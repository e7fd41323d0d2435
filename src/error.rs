use crate::Position;
use thiserror::Error;

#[derive(Error, Debug, Clone, PartialEq, Eq)]
pub enum GameError {
    #[error("Board dimensions {columns}x{rows} are outside the supported 5..=26 range")]
    InvalidDimension { columns: u32, rows: u32 },
    #[error("Bomb count {bombs} is invalid for a {columns}x{rows} board")]
    InvalidBombCount { columns: u32, rows: u32, bombs: u32 },
    #[error("Position {0} is out of bounds")]
    OutOfBounds(Position),
}
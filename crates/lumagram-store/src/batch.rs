//! Atomic multi-document writes.

use serde_json::Value;

use lumagram_shared::Fields;

use crate::path::DocRef;

/// One write inside a batch.
#[derive(Debug, Clone)]
pub enum WriteOp {
    /// Create the document or replace it wholesale.
    Set { doc: DocRef, fields: Fields },
    /// Merge fields into an existing document.
    Update { doc: DocRef, fields: Fields },
    /// Append values to an array field, skipping ones already present.
    ArrayUnion {
        doc: DocRef,
        field: String,
        values: Vec<Value>,
    },
    /// Remove every occurrence of the values from an array field.
    ArrayRemove {
        doc: DocRef,
        field: String,
        values: Vec<Value>,
    },
    /// Delete the document.  Deleting a missing document is a no-op.
    Delete { doc: DocRef },
}

impl WriteOp {
    pub fn doc(&self) -> &DocRef {
        match self {
            Self::Set { doc, .. }
            | Self::Update { doc, .. }
            | Self::ArrayUnion { doc, .. }
            | Self::ArrayRemove { doc, .. }
            | Self::Delete { doc } => doc,
        }
    }
}

/// An ordered set of writes that commits atomically: either every operation
/// lands or none do.
#[derive(Debug, Clone, Default)]
pub struct WriteBatch {
    ops: Vec<WriteOp>,
}

impl WriteBatch {
    pub fn new() -> Self {
        Self::default()
    }

    pub fn set(&mut self, doc: DocRef, fields: Fields) -> &mut Self {
        self.ops.push(WriteOp::Set { doc, fields });
        self
    }

    pub fn update(&mut self, doc: DocRef, fields: Fields) -> &mut Self {
        self.ops.push(WriteOp::Update { doc, fields });
        self
    }

    pub fn array_union(&mut self, doc: DocRef, field: &str, values: Vec<Value>) -> &mut Self {
        self.ops.push(WriteOp::ArrayUnion {
            doc,
            field: field.to_owned(),
            values,
        });
        self
    }

    pub fn array_remove(&mut self, doc: DocRef, field: &str, values: Vec<Value>) -> &mut Self {
        self.ops.push(WriteOp::ArrayRemove {
            doc,
            field: field.to_owned(),
            values,
        });
        self
    }

    pub fn delete(&mut self, doc: DocRef) -> &mut Self {
        self.ops.push(WriteOp::Delete { doc });
        self
    }

    pub fn ops(&self) -> &[WriteOp] {
        &self.ops
    }

    pub fn len(&self) -> usize {
        self.ops.len()
    }

    pub fn is_empty(&self) -> bool {
        self.ops.is_empty()
    }

    pub fn into_ops(self) -> Vec<WriteOp> {
        self.ops
    }
}
use lumagram_shared::Fields;

use crate::path::DocRef;

/// A stored document: its reference plus the raw field map.
#[derive(Debug, Clone, PartialEq)]
pub struct Document {
    pub doc_ref: DocRef,
    pub fields: Fields,
}

impl Document {
    pub fn new(doc_ref: DocRef, fields: Fields) -> Self {
        Self { doc_ref, fields }
    }

    /// The document id, i.e. the last path segment.
    pub fn id(&self) -> &str {
        self.doc_ref.id()
    }
}

/// Approximate stored size of a field map, checked against the per-document
/// ceiling.  JSON field maps always serialize, so the error arm collapses to
/// "too large".
pub(crate) fn encoded_len(fields: &Fields) -> usize {
    serde_json::to_vec(fields).map(|raw| raw.len()).unwrap_or(usize::MAX)
}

TASK BRIEF:
This calls for repeating all of the records, character for character.

EXERCISE RESPONSE:
repository e7fd41323d0d2435
filename src/error.rs
use crate::Position;
use thiserror::Error;

#[derive(Error, Debug, Clone, PartialEq, Eq)]
pub enum GameError {
    #[error("Board dimensions {columns}x{rows} are outside the supported 5..=26 range")]
    InvalidDimension { columns: u32, rows: u32 },
    #[error("Bomb count {bombs} is invalid for a {columns}x{rows} board")]
    InvalidBombCount { columns: u32, rows: u32, bombs: u32 },
    #[error("Position {0} is out of bounds")]
    OutOfBounds(Position),
}
filename crates/lumagram-store/src/batch.rs
//! Atomic multi-document writes.

use serde_json::Value;

use lumagram_shared::Fields;

use crate::path::DocRef;

/// One write inside a batch.
#[derive(Debug, Clone)]
pub enum WriteOp {
    /// Create the document or replace it wholesale.
    Set { doc: DocRef, fields: Fields },
    /// Merge fields into an existing document.
    Update { doc: DocRef, fields: Fields },
    /// Append values to an array field, skipping ones already present.
    ArrayUnion {
        doc: DocRef,
        field: String,
        values: Vec<Value>,
    },
    /// Remove every occurrence of the values from an array field.
    ArrayRemove {
        doc: DocRef,
        field: String,
        values: Vec<Value>,
    },
    /// Delete the document.  Deleting a missing document is a no-op.
    Delete { doc: DocRef },
}

impl WriteOp {
    pub fn doc(&self) -> &DocRef {
        match self {
            Self::Set { doc, .. }
            | Self::Update { doc, .. }
            | Self::ArrayUnion { doc, .. }
            | Self::ArrayRemove { doc, .. }
            | Self::Delete { doc } => doc,
        }
    }
}

/// An ordered set of writes that commits atomically: either every operation
/// lands or none do.
#[derive(Debug, Clone, Default)]
pub struct WriteBatch {
    ops: Vec<WriteOp>,
}

impl WriteBatch {
    pub fn new() -> Self {
        Self::default()
    }

    pub fn set(&mut self, doc: DocRef, fields: Fields) -> &mut Self {
        self.ops.push(WriteOp::Set { doc, fields });
        self
    }

    pub fn update(&mut self, doc: DocRef, fields: Fields) -> &mut Self {
        self.ops.push(WriteOp::Update { doc, fields });
        self
    }

    pub fn array_union(&mut self, doc: DocRef, field: &str, values: Vec<Value>) -> &mut Self {
        self.ops.push(WriteOp::ArrayUnion {
            doc,
            field: field.to_owned(),
            values,
        });
        self
    }

    pub fn array_remove(&mut self, doc: DocRef, field: &str, values: Vec<Value>) -> &mut Self {
        self.ops.push(WriteOp::ArrayRemove {
            doc,
            field: field.to_owned(),
            values,
        });
        self
    }

    pub fn delete(&mut self, doc: DocRef) -> &mut Self {
        self.ops.push(WriteOp::Delete { doc });
        self
    }

    pub fn ops(&self) -> &[WriteOp] {
        &self.ops
    }

    pub fn len(&self) -> usize {
        self.ops.len()
    }

    pub fn is_empty(&self) -> bool {
        self.ops.is_empty()
    }

    pub fn into_ops(self) -> Vec<WriteOp> {
        self.ops
    }
}
use lumagram_shared::Fields;

use crate::path::DocRef;

/// A stored document: its reference plus the raw field map.
#[derive(Debug, Clone, PartialEq)]
pub struct Document {
    pub doc_ref: DocRef,
    pub fields: Fields,
}

impl Document {
    pub fn new(doc_ref: DocRef, fields: Fields) -> Self {
        Self { doc_ref, fields }
    }

    /// The document id, i.e. the last path segment.
    pub fn id(&self) -> &str {
        self.doc_ref.id()
    }
}

/// Approximate stored size of a field map, checked against the per-document
/// ceiling.  JSON field maps always serialize, so the error arm collapses to
/// "too large".
pub(crate) fn encoded_len(fields: &Fields) -> usize {
    serde_json::to_vec(fields).map(|raw| raw.len()).unwrap_or(usize::MAX)
}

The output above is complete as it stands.